Sports shows, like much of sports literature, have by and large traded on a
simple archetype: sport as a metaphor for life. In Friday Night Lights, it
turns out, life is a metaphor for football.
It's not that
there's a preponderance of football action (some episodes include only a few
minutes on the practice field); Lights skillfully takes us deep into the
trying, though hardly joyless, lives of its characters as they grapple with
things like alcoholism and parental neglect. But the quotidian pressures of
playing high school football in small town Texas color virtually every scene.

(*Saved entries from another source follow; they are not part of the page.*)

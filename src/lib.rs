pub mod app;
pub mod cli;
pub mod config;
pub mod fetcher;
pub mod filters;
pub mod money;
pub mod output;
pub mod view;

#[cfg(test)]
mod tests;
use crate::fetcher::{FetchError, Record, SchemaError};
use crate::filters::FilterSelection;
use crate::money::CalculationError;

fn record(company: &str, location: &str, gross: &str, debt: &str, net: &str) -> Record {
    Record {
        company: company.to_string(),
        location: location.to_string(),
        gross_profit: gross.to_string(),
        debt: debt.to_string(),
        net_profit: net.to_string(),
    }
}

#[test]
fn parse_amount_plain_integer() {
    assert_eq!(crate::money::parse_amount("1000"), Some(1000.0));
}

#[test]
fn parse_amount_strips_currency_symbols() {
    assert_eq!(crate::money::parse_amount("R$ 1.234,56"), Some(1234.56));
    assert_eq!(crate::money::parse_amount("$1,234.56"), Some(1234.56));
}

#[test]
fn parse_amount_single_separator_reads_as_decimal() {
    assert_eq!(crate::money::parse_amount("12,5"), Some(12.5));
    assert_eq!(crate::money::parse_amount("12.5"), Some(12.5));
}

#[test]
fn parse_amount_repeated_separator_reads_as_thousands() {
    assert_eq!(crate::money::parse_amount("1.000.000"), Some(1_000_000.0));
    assert_eq!(crate::money::parse_amount("1,000,000"), Some(1_000_000.0));
}

#[test]
fn parse_amount_rejects_non_numeric_input() {
    assert_eq!(crate::money::parse_amount(""), None);
    assert_eq!(crate::money::parse_amount("n/a"), None);
    assert_eq!(crate::money::parse_amount("R$ ,."), None);
}

#[test]
fn margin_matches_reference_scenario() {
    // (1000 - 400) / 1000 * 100 = 60.0
    let r = record("A", "X", "1000", "400", "600");
    assert_eq!(crate::money::margin(&r).unwrap(), 60.0);
}

#[test]
fn margin_rounds_to_one_decimal() {
    let r = record("A", "X", "300", "100", "200");
    assert_eq!(crate::money::margin(&r).unwrap(), 66.7);
}

#[test]
fn margin_is_deterministic() {
    let r = record("A", "X", "R$ 1.500,00", "R$ 375,00", "R$ 1.125,00");
    let first = crate::money::margin(&r).unwrap();
    let second = crate::money::margin(&r).unwrap();
    assert_eq!(first, second);
    assert_eq!(first, 75.0);
}

#[test]
fn margin_fails_on_zero_gross_profit() {
    let r = record("A", "X", "0", "400", "600");
    assert!(matches!(
        crate::money::margin(&r),
        Err(CalculationError::ZeroGrossProfit)
    ));
}

#[test]
fn margin_names_the_unparseable_field() {
    let r = record("A", "X", "n/a", "400", "600");
    match crate::money::margin(&r) {
        Err(CalculationError::Unparseable { field, .. }) => assert_eq!(field, "Lucro Bruto"),
        other => panic!("expected unparseable error, got {other:?}"),
    }
}

#[test]
fn derive_filters_counts_distinct_locations_plus_all() {
    let dataset = vec![
        record("A", "X", "1", "0", "1"),
        record("B", "Y", "1", "0", "1"),
        record("C", "X", "1", "0", "1"),
    ];
    let filters = crate::filters::derive_filters(&dataset);
    assert_eq!(filters.len(), 3);
    assert_eq!(filters[0].label, "all");
    assert_eq!(filters[0].count, 3);
    let non_all: usize = filters[1..].iter().map(|e| e.count).sum();
    assert_eq!(non_all, dataset.len());
}

#[test]
fn derive_filters_preserves_first_appearance_order() {
    let dataset = vec![
        record("A", "Salvador", "1", "0", "1"),
        record("B", "Curitiba", "1", "0", "1"),
        record("C", "Salvador", "1", "0", "1"),
        record("D", "Aracaju", "1", "0", "1"),
    ];
    let labels: Vec<_> = crate::filters::derive_filters(&dataset)
        .into_iter()
        .map(|e| e.label)
        .collect();
    assert_eq!(labels, vec!["all", "Salvador", "Curitiba", "Aracaju"]);
}

#[test]
fn derive_filters_on_empty_dataset_is_just_all_zero() {
    let filters = crate::filters::derive_filters(&[]);
    assert_eq!(filters.len(), 1);
    assert_eq!(filters[0].label, "all");
    assert_eq!(filters[0].count, 0);
}

#[test]
fn reference_scenario_filters_and_margin() {
    let dataset = vec![record("A", "X", "1000", "400", "600")];
    let filters = crate::filters::derive_filters(&dataset);
    assert_eq!(filters.len(), 2);
    assert_eq!((filters[0].label.as_str(), filters[0].count), ("all", 1));
    assert_eq!((filters[1].label.as_str(), filters[1].count), ("X", 1));

    let cards = crate::view::build_cards(&dataset, &FilterSelection::All);
    assert_eq!(cards[0].margin.as_deref(), Some("60.0%"));
}

#[test]
fn build_cards_keeps_only_matching_locations() {
    let dataset = vec![
        record("A", "X", "1000", "400", "600"),
        record("B", "Y", "1000", "400", "600"),
        record("C", "X", "1000", "400", "600"),
    ];
    let selection = FilterSelection::Location("X".to_string());
    let cards = crate::view::build_cards(&dataset, &selection);
    assert_eq!(cards.len(), 2);
    assert!(cards.iter().all(|c| c.location == "X"));
}

#[test]
fn build_cards_preserves_dataset_order() {
    let dataset = vec![
        record("B", "X", "1000", "400", "600"),
        record("A", "X", "1000", "400", "600"),
    ];
    let cards = crate::view::build_cards(&dataset, &FilterSelection::All);
    let titles: Vec<_> = cards.iter().map(|c| c.title.as_str()).collect();
    assert_eq!(titles, vec!["B", "A"]);
}

#[test]
fn build_cards_is_idempotent() {
    let dataset = vec![
        record("A", "X", "1000", "400", "600"),
        record("B", "Y", "500", "100", "400"),
    ];
    let selection = FilterSelection::Location("Y".to_string());
    let first = crate::view::build_cards(&dataset, &selection);
    let second = crate::view::build_cards(&dataset, &selection);
    assert_eq!(first, second);
}

#[test]
fn bad_record_is_flagged_without_aborting_the_batch() {
    let dataset = vec![
        record("A", "X", "not a number", "400", "600"),
        record("B", "X", "1000", "400", "600"),
    ];
    let cards = crate::view::build_cards(&dataset, &FilterSelection::All);
    assert_eq!(cards.len(), 2);
    assert_eq!(cards[0].margin, None);
    assert_eq!(cards[1].margin.as_deref(), Some("60.0%"));
}

#[test]
fn empty_filtered_set_is_the_empty_state() {
    let dataset = vec![record("A", "X", "1000", "400", "600")];
    let selection = FilterSelection::Location("Z".to_string());
    let cards = crate::view::build_cards(&dataset, &selection);
    assert!(cards.is_empty());
    assert_eq!(crate::view::ui_state_for(&cards), crate::view::UiState::Empty);
}

#[test]
fn line_items_carry_currency_text_as_received() {
    let dataset = vec![record("A", "X", "R$ 1.000,00", "R$ 400,00", "R$ 600,00")];
    let cards = crate::view::build_cards(&dataset, &FilterSelection::All);
    assert_eq!(cards[0].gross_profit, "R$ 1.000,00");
    assert_eq!(cards[0].debt, "R$ 400,00");
    assert_eq!(cards[0].net_profit, "R$ 600,00");
}

#[test]
fn parse_dataset_reads_the_sheet_shape() {
    let body = r#"[
        {"Empresa": "A", "Localização": "X", "Lucro Bruto": "1000",
         "Dívida": "400", "Lucro Líquido": "600"}
    ]"#;
    let dataset = crate::fetcher::parse_dataset(body).unwrap();
    assert_eq!(dataset.len(), 1);
    assert_eq!(dataset[0].company, "A");
    assert_eq!(dataset[0].location, "X");
}

#[test]
fn parse_dataset_coerces_numeric_cells_to_text() {
    let body = r#"[
        {"Empresa": "A", "Localização": "X", "Lucro Bruto": 1000,
         "Dívida": 400, "Lucro Líquido": 600}
    ]"#;
    let dataset = crate::fetcher::parse_dataset(body).unwrap();
    assert_eq!(dataset[0].gross_profit, "1000");
    assert_eq!(crate::money::margin(&dataset[0]).unwrap(), 60.0);
}

#[test]
fn parse_dataset_rejects_missing_required_field() {
    let body = r#"[
        {"Empresa": "A", "Localização": "X", "Lucro Bruto": "1000",
         "Dívida": "400"}
    ]"#;
    match crate::fetcher::parse_dataset(body) {
        Err(FetchError::Schema(SchemaError::MissingField { row, field })) => {
            assert_eq!(row, 0);
            assert_eq!(field, "Lucro Líquido");
        }
        other => panic!("expected schema error, got {other:?}"),
    }
}

#[test]
fn parse_dataset_rejects_null_field() {
    let body = r#"[
        {"Empresa": null, "Localização": "X", "Lucro Bruto": "1000",
         "Dívida": "400", "Lucro Líquido": "600"}
    ]"#;
    assert!(matches!(
        crate::fetcher::parse_dataset(body),
        Err(FetchError::Schema(SchemaError::MissingField { row: 0, field: "Empresa" }))
    ));
}

#[test]
fn parse_dataset_rejects_non_array_body() {
    assert!(matches!(
        crate::fetcher::parse_dataset(r#"{"rows": []}"#),
        Err(FetchError::Schema(SchemaError::NotAnArray))
    ));
}

#[test]
fn parse_dataset_rejects_malformed_json() {
    assert!(matches!(
        crate::fetcher::parse_dataset("not json"),
        Err(FetchError::Json { .. })
    ));
}

#[test]
fn parse_dataset_empty_array_is_an_empty_dataset() {
    let dataset = crate::fetcher::parse_dataset("[]").unwrap();
    assert!(dataset.is_empty());
    let filters = crate::filters::derive_filters(&dataset);
    assert_eq!(filters.len(), 1);
    assert_eq!(filters[0].count, 0);
}

#[test]
fn status_error_carries_the_status_text() {
    let err = FetchError::Status {
        status: 500,
        text: "Internal Server Error".to_string(),
    };
    assert!(err.to_string().contains("Internal Server Error"));
    assert!(err.to_string().contains("500"));
}

#[test]
fn output_format_parse_and_inference() {
    use crate::output::OutputFormat;
    assert_eq!(OutputFormat::parse("json"), Some(OutputFormat::Json));
    assert_eq!(OutputFormat::parse("TEXT"), Some(OutputFormat::Text));
    assert_eq!(OutputFormat::parse("xml"), None);
    assert_eq!(
        crate::output::infer_format_from_path("./cards.json"),
        Some(OutputFormat::Json)
    );
    assert_eq!(crate::output::infer_format_from_path("cards.csv"), None);
}

#[test]
fn output_records_respect_the_selection() {
    let dataset = vec![
        record("A", "X", "1000", "400", "600"),
        record("B", "Y", "1000", "400", "600"),
    ];
    let records =
        crate::output::build_records(&dataset, &FilterSelection::Location("Y".to_string()));
    assert_eq!(records.len(), 1);
    assert_eq!(records[0].company, "B");
    assert_eq!(records[0].margin, Some(60.0));
}

#[test]
fn render_json_includes_the_margin_field() {
    let dataset = vec![record("A", "X", "1000", "400", "600")];
    let records = crate::output::build_records(&dataset, &FilterSelection::All);
    let rendered = String::from_utf8(crate::output::render_json(&records)).unwrap();
    assert!(rendered.contains("\"margin\": 60.0"));
    assert!(rendered.contains("\"company\": \"A\""));
}

#[test]
fn render_text_marks_unparseable_margins() {
    let dataset = vec![record("A", "X", "junk", "400", "600")];
    let records = crate::output::build_records(&dataset, &FilterSelection::All);
    let rendered = String::from_utf8(crate::output::render_text(&records)).unwrap();
    assert!(rendered.contains("n/a"));
}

And plotlines built far from the field are most sharply defined after the games
begin. When a son clashes with his father, who has returned, discontented, from
Iraq, the impact is revealed by the boy's terrible play. Another character's
effort to transform himself into a social force in the student body—his name is
Landry, Cowboys fans—doesn't get off the ground until he makes his first big
tackle.
The challenge of
drawing audiences to sports dramas has always been that when people want to
watch sports (men, mainly), they watch sports. And when they want to watch a
drama about relationships (women, usually), they don't want a bunch of jocks
running interference. The two ideas don't mix. "That's what they said about
politics, but then you got The West Wing," says Lights executive producer
Jason Katims. "You hope you can be the one to break out."
That hasn't
happened yet for Lights, which draws subpar Nielsen ratings. Yet the show
continues to win praise from nonsports publications like The New Yorker and
from athletes like former high school (in Florence, Ky.) phenom Shaun Alexander
of the Seahawks, who visited with Katims last month and told him, as Katims
relates, that he was "getting all the guys on the team to watch
it."
The White Shadow
also impressed critics and battled for ratings in its three-season run, and
it's hard not to think of Shadow when watching Lights, both for their
similarities (the father-figure coach, the interracial byplay) and their
differences, which illuminate how much sports have changed. Shadow (also out on
DVD) debuted in an era before Scott Boras or Chris Berman, and while it tackled
serious issues, it was a jokier, more innocent show than Lights. When Dillon
Panthers running back Smash Williams wants to impress a scout in Lights, he
shoots up with steroids. When Coolidge, Carver High's Afroed center in Shadow,
gets a sniff from a sports agent, his response borders on the burlesque: He
orders a Rolls Royce, setting up that episode's closing gag.
A good
dramatization can get to the truth of things more powerfully than nonfiction,
and Friday Night Lights—inspired of course by H.G. Bissinger's 2000 book and
the 2004 movie—does it by staying anchored. In this season's first episode, Tim
Riggins, the Panthers' fullback, lies in a hospital after fainting from heat
exhaustion. Riggins (Taylor Kitsch) is parentless (he lives with his older
brother). His best friend is recently paralyzed. He drinks beer at all times of
day. He's a smart, savvy teenage playboy, vulnerable to girls with a maternal
instinct. All that comes down to one thing in Dillon. As a doctor ends his
examination of Riggins, he can't help asking, "Will you be ready for Friday
night?"
Says Riggins,
"Always."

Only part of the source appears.